Microsoft Corp. said on Thursday that it won an almost US$4 million verdict against a California man for trademark infringement, false advertising and “cybersquatting” stemming from an unsolicited commercial (spam) e-mail campaign to distribute a desktop toolbar program on recipients’ Windows desktops.
Daniel Khoshnood of Canoga Park, Calif., was ordered to pay $3.95 million after the U.S. District Court for the Central District of California found in favor of Microsoft in the civil case, which Microsoft filed in June 2003, after receiving a flood of spam on its MSN and MSN Hotmail e-mail services from Khoshnood. The e-mail messages claimed to offer a toolbar that, once installed, would automatically update recipients’ Windows systems with security patches, Microsoft said in a statement.

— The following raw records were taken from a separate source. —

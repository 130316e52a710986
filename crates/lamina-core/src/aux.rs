use alloc::{borrow::Cow, vec::Vec};

/// 带外数据的公认标签。
pub const OOB_TAG: &str = "oob";

/// `AuxTags` 是随读写一同传递的字符串标签列表。
///
/// # 设计背景（Why）
/// - 读写事件之外常有少量元信息要携带（优先级、逐事件标志）；用一组短字符串
///   表达，避免为每种过滤器扩展一次结构体字段。
/// - 公认标签 `"oob"` 标记带外流量：它与普通数据走同一条线，但在发送队列中
///   单独记账。
///
/// # 契约说明（What）
/// - 标签集合无序去重不做强制，消费方按"包含与否"判定；
/// - 空集合不分配。
#[derive(Clone, Debug, Default, PartialEq, Eq)]
pub struct AuxTags {
    tags: Vec<Cow<'static, str>>,
}

impl AuxTags {
    /// 创建空标签集。
    pub const fn empty() -> Self {
        Self { tags: Vec::new() }
    }

    /// 创建仅含 `"oob"` 标签的集合。
    pub fn oob() -> Self {
        let mut tags = Self::empty();
        tags.push(OOB_TAG);
        tags
    }

    /// 追加一个标签。
    pub fn push(&mut self, tag: impl Into<Cow<'static, str>>) {
        self.tags.push(tag.into());
    }

    /// 是否为空。
    pub fn is_empty(&self) -> bool {
        self.tags.is_empty()
    }

    /// 是否包含指定标签。
    pub fn contains(&self, tag: &str) -> bool {
        self.tags.iter().any(|candidate| candidate == tag)
    }

    /// 是否标记为带外数据。
    pub fn is_oob(&self) -> bool {
        self.contains(OOB_TAG)
    }

    /// 遍历标签。
    pub fn iter(&self) -> impl Iterator<Item = &str> {
        self.tags.iter().map(|tag| tag.as_ref())
    }
}

#[cfg(test)]
mod tests {
    use super::*;

    #[test]
    fn oob_tag_round_trip() {
        let tags = AuxTags::oob();
        assert!(tags.is_oob());
        assert!(tags.contains("oob"));
        assert!(!AuxTags::empty().is_oob());
    }
}
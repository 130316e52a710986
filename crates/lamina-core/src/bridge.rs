//! 端点当下层：把一个成形端点插到父端点栈底的桥接件。
//!
//! # 模块定位（Why）
//! - 叠层协议（在 TCP 端点上叠分帧，再叠 TLS……）不需要专门的机制：
//!   把子端点包装成 [`LowerLayer`]，父端点就能像对待任何传输一样驱动它，
//!   叠层深度免费获得。
//! - 桥接件是唯一跨端点的边：它强持有子端点，自身被父端点强持有；
//!   事件方向上只保留弱引用，所有权不会成环。

use alloc::{string::String, sync::Arc};
use spin::Mutex;

use crate::{
    Result,
    aux::AuxTags,
    endpoint::{Endpoint, EndpointHandler},
    error::CoreError,
    ll::{ControlData, Done, DoneErr, LlHandler, LowerLayer, OpenResult},
    runtime::WeakCell,
};

/// `EndpointLl` 以 [`LowerLayer`] 的形状包装一个子端点。
///
/// # 契约说明（What）
/// - 写、打开、关闭、使能与硬停全部转发给子端点；
/// - 子端点的读事件转为下层上行"读"，可写事件转为"写就绪"；
/// - 桥接件注册为子端点的事件回调，构造后子端点不应再被别的回调接管。
pub struct EndpointLl {
    child: Endpoint,
    handler: Mutex<Option<Arc<dyn LlHandler>>>,
}

struct BridgeEvents {
    bridge: WeakCell<EndpointLl>,
}

impl EndpointHandler for BridgeEvents {
    fn read(&self, err: Option<&CoreError>, buf: &[u8], aux: &AuxTags) -> usize {
        let Some(bridge) = self.bridge.get() else {
            return buf.len();
        };
        let Some(handler) = bridge.handler.lock().clone() else {
            return buf.len();
        };
        handler.read(err.cloned(), buf, aux)
    }

    fn write_ready(&self) {
        if let Some(bridge) = self.bridge.get()
            && let Some(handler) = bridge.handler.lock().clone()
        {
            handler.write_ready();
        }
    }
}

impl EndpointLl {
    /// 把子端点包装为下层传输；桥接件随即接管子端点的事件回调。
    pub fn alloc(child: Endpoint) -> Arc<EndpointLl> {
        let bridge = Arc::new(EndpointLl {
            child,
            handler: Mutex::new(None),
        });
        let events = Arc::new(BridgeEvents {
            bridge: WeakCell::new(),
        });
        events.bridge.bind(&bridge);
        bridge.child.set_handler(events);
        bridge
    }

    /// 访问被包装的子端点。
    pub fn child(&self) -> &Endpoint {
        &self.child
    }
}

impl LowerLayer for EndpointLl {
    fn set_handler(&self, handler: Arc<dyn LlHandler>) {
        *self.handler.lock() = Some(handler);
    }

    fn write(&self, sg: &[&[u8]], aux: &AuxTags) -> Result<usize> {
        self.child.write(sg, aux)
    }

    fn open(&self, done: DoneErr) -> Result<OpenResult> {
        self.child.open(done)?;
        // 子端点的打开总是经回调收尾。
        Ok(OpenResult::InProgress)
    }

    fn close(&self, done: Done) -> Result<()> {
        self.child.close(done)
    }

    fn set_read_enabled(&self, enabled: bool) {
        self.child.set_read_enabled(enabled);
    }

    fn set_write_enabled(&self, enabled: bool) {
        self.child.set_write_enabled(enabled);
    }

    fn remote_addr(&self) -> Result<String> {
        self.child.remote_addr()
    }

    fn remote_id(&self) -> Result<i32> {
        self.child.remote_id()
    }

    fn control(&self, get: bool, option: u32, data: &mut ControlData) -> Result<()> {
        self.child.control(0, get, option, data)
    }

    fn disable(&self) {
        self.child.disable();
    }
}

Microsoft won a summary judgement against Khoshnood and his companies, Pointcom Inc. and Joshuathan Investments, in January. That judgement ordered Khoshnood to stop using Microsoft’s trademarks and name, refrain from spamming, and pay damages to and legal fees for the Redmond, Washington software company, according to a court document.
In an e-mail statement, Microsoft hailed the judgement as another victory in its anti-spam initiative, begun in 2003. “Targeted enforcement activity is beginning to have a tangible, negative financial impact on spammers and is changing the economics of spam,” the company said.
According to Microsoft, the company has filed 60 lawsuits in the U.S. against spammers in the U.S. and other countries. Of those cases, Microsoft so far has settled four, won six by default, had one summary judgement, and had one case dismissed.
The company has been awarded $54 million in judgements from spammers, five of whom were among the top 10 known spammers, Microsoft said.